I had a similar dilemma myself recently:

1. I now own a Fuji X100s and LOVE it for street photography. Please note, I'm a little biased here because it is my newest toy.

2. I considered it, but the 5DIII is still huge and draws a lot more attention in comparison to the X100s and. (I've shot a fair bit of street photography with 5D III + 50L combo).

3. I still do want to rent a Leica myself and try it out. However, with the auto-focusing being so darn good on the two aforementioned cameras, I find myself wondering how many shots I would be willing to miss to obtain the "Leica experience." All comments mentioned below about Leica assume a Leica m9 with Leica class.
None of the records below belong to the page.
use crate::types::{Message, MessageId};

/// Time-ordered store of scheduled messages. All mutations go through
/// methods; messages are kept in id order.
#[derive(Debug, Default)]
pub struct FeedRegistry {
    messages: Vec<Message>,
    next_id: u64,
}

impl FeedRegistry {
    pub fn new() -> Self {
        Self::default()
    }

    /// Reserve the next message id. Ids are never handed out twice.
    pub fn next_id(&mut self) -> MessageId {
        let id = MessageId(self.next_id);
        self.next_id += 1;
        id
    }

    /// True once any id has been reserved, even if the message is gone.
    pub fn has_issued_ids(&self) -> bool {
        self.next_id > 0
    }

    pub(crate) fn add_batch(&mut self, batch: Vec<Message>) {
        for message in batch {
            self.add_live(message);
        }
    }

    /// Ids must arrive in increasing order; lookups binary-search on them.
    pub(crate) fn add_live(&mut self, message: Message) {
        debug_assert!(
            self.messages.last().map_or(true, |last| last.id < message.id),
            "message {} added out of id order",
            message.id
        );
        self.messages.push(message);
    }

    pub fn get(&self, id: MessageId) -> Option<&Message> {
        self.messages
            .binary_search_by_key(&id, |m| m.id)
            .ok()
            .map(|idx| &self.messages[idx])
    }

    pub fn contains(&self, id: MessageId) -> bool {
        self.get(id).is_some()
    }

    pub fn len(&self) -> usize {
        self.messages.len()
    }

    pub fn is_empty(&self) -> bool {
        self.messages.is_empty()
    }

    pub fn iter(&self) -> impl Iterator<Item = &Message> {
        self.messages.iter()
    }

    /// Messages visible at `now`, in id order.
    pub fn list_active(&self, now: f64) -> impl Iterator<Item = &Message> + '_ {
        self.messages.iter().filter(move |m| m.is_active_at(now))
    }

    /// Latest end time per lane, derived from stored messages. Lanes with no
    /// messages report 0.
    pub fn lane_free_at(&self, lane_count: usize) -> Vec<f64> {
        let mut free_at = vec![0.0; lane_count];
        for m in &self.messages {
            if let Some(slot) = free_at.get_mut(m.lane) {
                *slot = f64::max(*slot, m.end_at());
            }
        }
        free_at
    }

    /// Drop messages that ended more than `grace_secs` before `now`.
    pub fn evict_expired(&mut self, now: f64, grace_secs: f64) -> Vec<MessageId> {
        let mut evicted = Vec::new();
        self.messages.retain(|m| {
            if m.end_at() + grace_secs < now {
                evicted.push(m.id);
                false
            } else {
                true
            }
        });
        evicted
    }

    /// Shrink to `max` messages, dropping those that end earliest first.
    pub fn enforce_capacity(&mut self, max: usize) -> Vec<MessageId> {
        if self.messages.len() <= max {
            return Vec::new();
        }
        let excess = self.messages.len() - max;
        let mut by_end: Vec<(f64, MessageId)> =
            self.messages.iter().map(|m| (m.end_at(), m.id)).collect();
        by_end.sort_by(|a, b| a.0.total_cmp(&b.0).then(a.1.cmp(&b.1)));
        let mut doomed: Vec<MessageId> =
            by_end.into_iter().take(excess).map(|(_, id)| id).collect();
        doomed.sort();
        self.messages.retain(|m| doomed.binary_search(&m.id).is_err());
        doomed
    }
}

#[cfg(test)]
mod tests {
    use super::*;
    use crate::types::test_message;

    fn registry_with(messages: Vec<Message>) -> FeedRegistry {
        let mut registry = FeedRegistry::new();
        for _ in &messages {
            registry.next_id();
        }
        registry.add_batch(messages);
        registry
    }

    #[test]
    fn test_ids_are_monotonic() {
        let mut registry = FeedRegistry::new();
        assert_eq!(registry.next_id(), MessageId(0));
        assert_eq!(registry.next_id(), MessageId(1));
        assert_eq!(registry.next_id(), MessageId(2));
    }

    #[test]
    fn test_add_batch_preserves_order() {
        let registry = registry_with(vec![
            test_message(0, 1, 0.0, 5.0),
            test_message(1, 0, 1.0, 5.0),
            test_message(2, 1, 6.0, 5.0),
        ]);
        let ids: Vec<u64> = registry.iter().map(|m| m.id.0).collect();
        assert_eq!(ids, vec![0, 1, 2]);
        assert_eq!(registry.get(MessageId(1)).unwrap().lane, 0);
        assert!(registry.get(MessageId(9)).is_none());
    }

    #[test]
    fn test_list_active_uses_stored_fields() {
        let registry = registry_with(vec![
            test_message(0, 0, 0.0, 5.0),
            test_message(1, 1, 3.0, 5.0),
            test_message(2, 0, 5.0, 5.0),
        ]);
        let at = |now: f64| registry.list_active(now).map(|m| m.id.0).collect::<Vec<_>>();
        assert_eq!(at(0.0), vec![0]);
        assert_eq!(at(4.0), vec![0, 1]);
        assert_eq!(at(5.0), vec![1, 2]);
        assert_eq!(at(10.0), Vec::<u64>::new());
    }

    #[test]
    fn test_lane_free_at() {
        let registry = registry_with(vec![
            test_message(0, 0, 0.0, 5.0),
            test_message(1, 2, 3.0, 5.0),
            test_message(2, 0, 5.0, 4.0),
        ]);
        assert_eq!(registry.lane_free_at(4), vec![9.0, 0.0, 8.0, 0.0]);
    }

    #[test]
    fn test_evict_expired_respects_grace() {
        let mut registry = registry_with(vec![
            test_message(0, 0, 0.0, 5.0),
            test_message(1, 1, 0.0, 10.0),
        ]);
        assert!(registry.evict_expired(7.0, 3.0).is_empty());
        // exactly at the grace boundary the message is kept
        assert!(registry.evict_expired(8.0, 3.0).is_empty());
        assert_eq!(registry.evict_expired(8.5, 3.0), vec![MessageId(0)]);
        assert_eq!(registry.len(), 1);
        assert!(registry.contains(MessageId(1)));
    }

    #[test]
    fn test_has_issued_ids_survives_eviction() {
        assert!(!FeedRegistry::new().has_issued_ids());

        let mut registry = registry_with(vec![test_message(0, 0, 0.0, 1.0)]);
        registry.evict_expired(100.0, 0.0);
        assert!(registry.is_empty());
        assert!(registry.has_issued_ids());
    }

    #[test]
    #[should_panic(expected = "out of id order")]
    #[cfg(debug_assertions)]
    fn test_out_of_order_add_is_caught() {
        let mut registry = FeedRegistry::new();
        registry.add_live(test_message(3, 0, 0.0, 1.0));
        registry.add_live(test_message(1, 0, 0.0, 1.0));
    }

    #[test]
    fn test_evicted_ids_are_not_reused() {
        let mut registry = registry_with(vec![test_message(0, 0, 0.0, 1.0)]);
        registry.evict_expired(100.0, 0.0);
        assert!(registry.is_empty());
        assert_eq!(registry.next_id(), MessageId(1));
    }

    #[test]
    fn test_enforce_capacity_drops_earliest_ending() {
        let mut registry = registry_with(vec![
            test_message(0, 0, 0.0, 20.0),
            test_message(1, 1, 0.0, 5.0),
            test_message(2, 2, 0.0, 5.0),
            test_message(3, 3, 0.0, 8.0),
        ]);
        assert_eq!(registry.enforce_capacity(2), vec![MessageId(1), MessageId(2)]);
        let ids: Vec<u64> = registry.iter().map(|m| m.id.0).collect();
        assert_eq!(ids, vec![0, 3]);
        assert!(registry.enforce_capacity(2).is_empty());
    }
}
One thing to take into consideration is what "type" of street photography shooter you are. If you hang back and  wait for shots, you are less likely to be noticed with any camera. Mark Carey does some amazing street photography work with the 5DIII. However, if you are a "wanderer" like me, I have found the X100s to be a dream in good light (phase detect focusing engages in good light). I'm sure the Leica would be just as great.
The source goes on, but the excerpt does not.